Organizations collate data emanating from their digital initiatives (social media, e-commerce, content et al.) & devices (mobiles, pc, speakers, IoT devices et al.) to create actionable information, feeding their business intelligence(BI) initiatives. Big Data Analytics(BDA) is offering transformative benefits in real-time customer service, dynamic pricing, personalization etc., resulting in higher conversion rates and better productivity (Akter & Wamba, 2016). For an overview on critical factors that are at play in BDA, see (Sivarajah, Kamal, Irani, & Weerakkody, 2017). All this is leading to the brighter perspective of improved service innovation models which are reflecting at firms like Google, Amazon, Netflix and a lot more.
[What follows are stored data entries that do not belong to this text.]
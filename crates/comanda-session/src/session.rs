//! # Table Lifecycle
//!
//! Open, add orders, read the running bill, request the bill and liberate.
//!
//! ```text
//!   open / add_order        request_bill
//! Free ─────────────► Occupied ─────────► PendingPayment
//!  ▲                     │                     │
//!  └──── liberate ───────┴──── liberate ───────┘
//!  └──── settle (settlement.rs) ───────────────┘
//!
//! Free ◄──► Reserved / Maintenance   (set_table_availability)
//! ```

use chrono::Utc;
use tracing::info;
use uuid::Uuid;

use comanda_core::accumulator::{accumulate, session_slice};
use comanda_core::validation::{
    validate_order_lines, validate_price_cents, validate_uuid,
};
use comanda_core::{
    Actor, EventProduct, LedgerOrder, Money, NewOrderLine, Order, OrderLine, OrderStatus,
    PaymentState, Role, ServiceType, Table, TableEvent, TableState, ValidationError,
};
use comanda_db::TableStatistics;

use crate::engine::{state_changed, TableSessionEngine};
use crate::error::{SessionError, SessionResult};
use crate::model::{
    AddOrderOutcome, AddOrderRequest, LiberateOutcome, OpenOutcome, PeekTotal, PreBillView,
};

/// Upper bound on the rows a history request returns.
const MAX_HISTORY: u32 = 200;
It is important to note that in the proposed 3 tiers of BI&A (Business Intelligence and Analytics), voice analytics was not listed as a part of the emerging research analytics [list included: Big Data, Text, Web, Network and Mobile Analytics] though sensor-based content was included in BI 3.0 (Chen, Chiang, & Storey, 2012, p. 1169). In accordance, voice analytics should not be mixed up with speech analytics applying linguistic and semantic analysis to understand context, sentiment of the speaker. A sound case was built for improving customer service by (Scheidt & Chung, 2019). Similar posit should be developed for voice customer experience (Voice-CX) with voice as The engagement channel.

BDA context will be arrogated to Voice commerce as another channel of e-commerce. Here the data will be captured from sources as voice, voice notes, speech recognition, voice-ID and TTS-STT (text-to-speech & speech-to-text) et al. when observing V-Com in the ubiquitous commerce or U-commerce (Kumar, Joshi, & Saquib, 2015).

The primary objective of this paper is to establish linkage between voice engagement and business intelligence. The outlined route is to understand how voice as a channel is being leveraged and if that engagement and resultant data will help add to voice business intelligence(VBI).

With the understanding of the customer engagement (CE), context of e-commerce and BI (business intelligence), this work works the foundation for voice business intelligence (VBI). This paper presents the case for Voice, as voice engagement in both commercial and non-commercial forms, in both direct and indirect ways, will lead to generating behavioural data, feeding VBI.